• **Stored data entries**
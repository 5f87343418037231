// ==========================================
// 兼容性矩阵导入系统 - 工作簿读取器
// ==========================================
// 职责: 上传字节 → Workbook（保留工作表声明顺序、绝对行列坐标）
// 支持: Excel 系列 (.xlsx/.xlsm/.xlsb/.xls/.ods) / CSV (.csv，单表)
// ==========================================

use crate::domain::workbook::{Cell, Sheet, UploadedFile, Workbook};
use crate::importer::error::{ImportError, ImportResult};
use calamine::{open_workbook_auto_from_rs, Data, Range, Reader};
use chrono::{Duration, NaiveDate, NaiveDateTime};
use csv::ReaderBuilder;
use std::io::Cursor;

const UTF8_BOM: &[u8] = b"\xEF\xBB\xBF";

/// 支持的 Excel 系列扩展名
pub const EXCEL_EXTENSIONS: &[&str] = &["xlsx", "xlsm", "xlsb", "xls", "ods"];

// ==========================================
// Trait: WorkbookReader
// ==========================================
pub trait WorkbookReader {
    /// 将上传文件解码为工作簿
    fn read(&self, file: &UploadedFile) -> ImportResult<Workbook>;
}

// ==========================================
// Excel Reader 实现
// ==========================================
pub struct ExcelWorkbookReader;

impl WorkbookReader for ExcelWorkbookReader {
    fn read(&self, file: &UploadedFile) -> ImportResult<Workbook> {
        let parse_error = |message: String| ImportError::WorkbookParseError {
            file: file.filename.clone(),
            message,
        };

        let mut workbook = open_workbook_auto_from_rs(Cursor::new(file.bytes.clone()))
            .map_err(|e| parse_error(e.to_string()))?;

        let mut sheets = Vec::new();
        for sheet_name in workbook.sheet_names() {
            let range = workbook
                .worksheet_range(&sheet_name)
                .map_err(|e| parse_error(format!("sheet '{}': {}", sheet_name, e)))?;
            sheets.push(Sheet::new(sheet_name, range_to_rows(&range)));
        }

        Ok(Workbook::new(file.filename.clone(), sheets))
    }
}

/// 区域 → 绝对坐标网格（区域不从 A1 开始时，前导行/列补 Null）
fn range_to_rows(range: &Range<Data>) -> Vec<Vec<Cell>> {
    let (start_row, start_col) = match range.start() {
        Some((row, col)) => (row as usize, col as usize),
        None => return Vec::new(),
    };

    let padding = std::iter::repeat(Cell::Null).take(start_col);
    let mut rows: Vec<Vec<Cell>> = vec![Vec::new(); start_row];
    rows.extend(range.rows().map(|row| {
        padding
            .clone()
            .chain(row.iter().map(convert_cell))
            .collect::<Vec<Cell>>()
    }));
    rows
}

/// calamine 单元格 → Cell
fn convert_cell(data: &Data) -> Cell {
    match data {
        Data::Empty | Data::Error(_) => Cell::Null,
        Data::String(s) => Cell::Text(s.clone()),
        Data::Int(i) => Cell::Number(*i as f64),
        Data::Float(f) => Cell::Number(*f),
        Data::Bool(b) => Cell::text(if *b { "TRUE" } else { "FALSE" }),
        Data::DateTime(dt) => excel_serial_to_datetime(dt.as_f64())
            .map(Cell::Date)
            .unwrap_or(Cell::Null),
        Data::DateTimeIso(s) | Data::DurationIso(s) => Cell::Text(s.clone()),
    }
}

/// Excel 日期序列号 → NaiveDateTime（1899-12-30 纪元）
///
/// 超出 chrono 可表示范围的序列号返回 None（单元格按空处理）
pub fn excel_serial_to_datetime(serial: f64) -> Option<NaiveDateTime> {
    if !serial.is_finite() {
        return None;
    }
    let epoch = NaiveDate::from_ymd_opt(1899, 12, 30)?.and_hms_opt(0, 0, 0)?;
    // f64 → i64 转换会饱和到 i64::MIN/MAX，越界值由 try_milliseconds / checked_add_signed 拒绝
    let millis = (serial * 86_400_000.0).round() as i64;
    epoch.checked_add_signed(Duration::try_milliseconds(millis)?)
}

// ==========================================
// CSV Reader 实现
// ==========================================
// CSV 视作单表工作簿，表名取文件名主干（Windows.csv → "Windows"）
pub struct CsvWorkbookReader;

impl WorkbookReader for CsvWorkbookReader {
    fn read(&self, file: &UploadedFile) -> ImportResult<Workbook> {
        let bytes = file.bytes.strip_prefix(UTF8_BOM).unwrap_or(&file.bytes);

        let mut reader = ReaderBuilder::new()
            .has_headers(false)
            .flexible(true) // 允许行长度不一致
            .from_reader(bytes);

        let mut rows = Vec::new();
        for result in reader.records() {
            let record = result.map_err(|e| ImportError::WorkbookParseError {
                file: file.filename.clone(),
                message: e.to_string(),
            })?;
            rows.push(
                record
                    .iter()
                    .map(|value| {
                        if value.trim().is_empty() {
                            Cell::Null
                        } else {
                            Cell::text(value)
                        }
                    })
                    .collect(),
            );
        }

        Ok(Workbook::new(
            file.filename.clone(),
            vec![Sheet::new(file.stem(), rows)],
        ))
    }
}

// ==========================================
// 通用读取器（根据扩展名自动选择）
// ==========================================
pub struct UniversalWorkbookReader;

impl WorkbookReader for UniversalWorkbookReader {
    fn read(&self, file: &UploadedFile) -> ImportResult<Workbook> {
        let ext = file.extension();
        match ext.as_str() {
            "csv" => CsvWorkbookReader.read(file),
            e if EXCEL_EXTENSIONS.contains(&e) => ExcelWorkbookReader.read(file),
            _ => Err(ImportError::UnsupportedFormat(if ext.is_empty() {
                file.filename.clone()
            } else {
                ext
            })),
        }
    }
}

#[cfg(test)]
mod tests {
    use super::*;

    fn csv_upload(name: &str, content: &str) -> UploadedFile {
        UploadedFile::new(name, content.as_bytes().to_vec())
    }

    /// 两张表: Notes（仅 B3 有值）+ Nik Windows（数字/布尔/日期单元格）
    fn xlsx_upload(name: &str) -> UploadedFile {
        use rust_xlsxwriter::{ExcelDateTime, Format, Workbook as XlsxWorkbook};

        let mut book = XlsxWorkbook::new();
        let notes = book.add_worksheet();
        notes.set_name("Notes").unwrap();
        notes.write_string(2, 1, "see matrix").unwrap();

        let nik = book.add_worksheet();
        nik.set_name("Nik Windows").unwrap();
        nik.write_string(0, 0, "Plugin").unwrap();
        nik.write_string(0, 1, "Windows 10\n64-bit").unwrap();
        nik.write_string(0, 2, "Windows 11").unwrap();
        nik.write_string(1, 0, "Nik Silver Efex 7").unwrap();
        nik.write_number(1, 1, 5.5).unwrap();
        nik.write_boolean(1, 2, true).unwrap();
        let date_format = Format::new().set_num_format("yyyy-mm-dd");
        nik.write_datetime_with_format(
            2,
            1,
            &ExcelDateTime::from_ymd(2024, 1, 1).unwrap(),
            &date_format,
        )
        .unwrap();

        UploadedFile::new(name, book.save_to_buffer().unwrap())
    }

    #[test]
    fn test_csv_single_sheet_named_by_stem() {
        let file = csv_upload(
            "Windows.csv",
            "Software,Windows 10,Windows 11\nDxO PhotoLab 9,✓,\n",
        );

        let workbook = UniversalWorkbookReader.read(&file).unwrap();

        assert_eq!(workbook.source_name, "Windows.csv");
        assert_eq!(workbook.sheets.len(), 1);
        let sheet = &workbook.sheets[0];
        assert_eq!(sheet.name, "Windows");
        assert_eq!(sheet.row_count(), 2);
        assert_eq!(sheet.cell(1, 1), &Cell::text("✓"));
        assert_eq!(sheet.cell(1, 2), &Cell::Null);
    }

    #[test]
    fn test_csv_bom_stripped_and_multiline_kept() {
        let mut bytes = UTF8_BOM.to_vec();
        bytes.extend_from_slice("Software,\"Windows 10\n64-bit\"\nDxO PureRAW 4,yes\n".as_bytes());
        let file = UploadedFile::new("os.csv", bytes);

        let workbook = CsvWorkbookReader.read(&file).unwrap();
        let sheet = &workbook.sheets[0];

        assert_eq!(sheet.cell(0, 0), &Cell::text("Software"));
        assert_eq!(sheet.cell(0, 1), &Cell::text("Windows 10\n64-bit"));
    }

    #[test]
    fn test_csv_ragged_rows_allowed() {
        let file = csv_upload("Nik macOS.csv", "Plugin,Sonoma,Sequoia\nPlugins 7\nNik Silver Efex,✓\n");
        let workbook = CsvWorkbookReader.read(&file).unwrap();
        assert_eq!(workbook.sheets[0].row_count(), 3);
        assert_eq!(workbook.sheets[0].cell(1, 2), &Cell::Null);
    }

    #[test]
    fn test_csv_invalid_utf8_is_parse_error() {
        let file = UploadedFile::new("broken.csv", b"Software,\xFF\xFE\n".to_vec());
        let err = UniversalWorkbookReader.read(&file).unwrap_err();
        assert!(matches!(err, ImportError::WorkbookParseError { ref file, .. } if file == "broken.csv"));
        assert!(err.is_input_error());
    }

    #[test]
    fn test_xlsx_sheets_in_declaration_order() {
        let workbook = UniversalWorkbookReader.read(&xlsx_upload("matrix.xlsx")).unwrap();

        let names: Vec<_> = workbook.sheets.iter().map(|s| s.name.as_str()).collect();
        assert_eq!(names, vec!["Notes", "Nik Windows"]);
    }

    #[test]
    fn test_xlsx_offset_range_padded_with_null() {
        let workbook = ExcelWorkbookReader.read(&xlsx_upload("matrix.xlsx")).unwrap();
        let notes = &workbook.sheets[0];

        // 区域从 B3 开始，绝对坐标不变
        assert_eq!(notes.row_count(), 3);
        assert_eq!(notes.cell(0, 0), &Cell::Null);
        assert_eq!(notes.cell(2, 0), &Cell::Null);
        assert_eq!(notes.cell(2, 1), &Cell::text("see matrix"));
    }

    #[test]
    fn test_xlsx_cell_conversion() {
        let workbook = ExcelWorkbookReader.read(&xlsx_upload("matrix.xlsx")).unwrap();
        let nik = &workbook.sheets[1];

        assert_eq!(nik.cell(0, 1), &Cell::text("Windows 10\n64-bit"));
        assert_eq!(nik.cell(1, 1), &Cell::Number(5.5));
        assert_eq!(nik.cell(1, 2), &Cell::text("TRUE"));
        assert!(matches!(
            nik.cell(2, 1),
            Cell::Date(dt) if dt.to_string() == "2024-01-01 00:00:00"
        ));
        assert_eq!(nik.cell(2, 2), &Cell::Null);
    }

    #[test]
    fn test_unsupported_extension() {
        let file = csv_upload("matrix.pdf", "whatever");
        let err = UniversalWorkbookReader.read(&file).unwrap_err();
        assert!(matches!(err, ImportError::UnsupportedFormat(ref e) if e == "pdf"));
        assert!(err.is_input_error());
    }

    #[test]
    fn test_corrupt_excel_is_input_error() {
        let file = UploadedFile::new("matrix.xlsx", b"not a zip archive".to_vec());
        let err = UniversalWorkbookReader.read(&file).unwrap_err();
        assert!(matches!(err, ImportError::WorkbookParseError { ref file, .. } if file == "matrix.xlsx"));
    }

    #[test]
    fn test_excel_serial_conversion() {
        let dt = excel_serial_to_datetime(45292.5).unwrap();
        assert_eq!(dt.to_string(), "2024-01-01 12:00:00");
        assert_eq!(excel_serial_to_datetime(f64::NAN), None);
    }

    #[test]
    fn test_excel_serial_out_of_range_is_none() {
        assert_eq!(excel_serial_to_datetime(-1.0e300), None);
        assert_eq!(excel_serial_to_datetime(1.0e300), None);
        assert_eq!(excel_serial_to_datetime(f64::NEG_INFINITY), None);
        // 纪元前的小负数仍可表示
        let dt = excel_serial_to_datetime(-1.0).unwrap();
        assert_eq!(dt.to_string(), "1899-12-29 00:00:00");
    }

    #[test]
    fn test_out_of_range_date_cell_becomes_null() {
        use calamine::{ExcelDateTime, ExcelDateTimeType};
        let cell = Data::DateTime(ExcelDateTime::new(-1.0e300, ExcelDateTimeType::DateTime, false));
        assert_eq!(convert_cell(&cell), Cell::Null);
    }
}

• **YOUR ASSIGNMENT**
Check each line above for the string "xlsb" and copy the ones that have it.

• **EXERCISE RESULT**
// 支持: Excel 系列 (.xlsx/.xlsm/.xlsb/.xls/.ods) / CSV (.csv，单表)
pub const EXCEL_EXTENSIONS: &[&str] = &["xlsx", "xlsm", "xlsb", "xls", "ods"];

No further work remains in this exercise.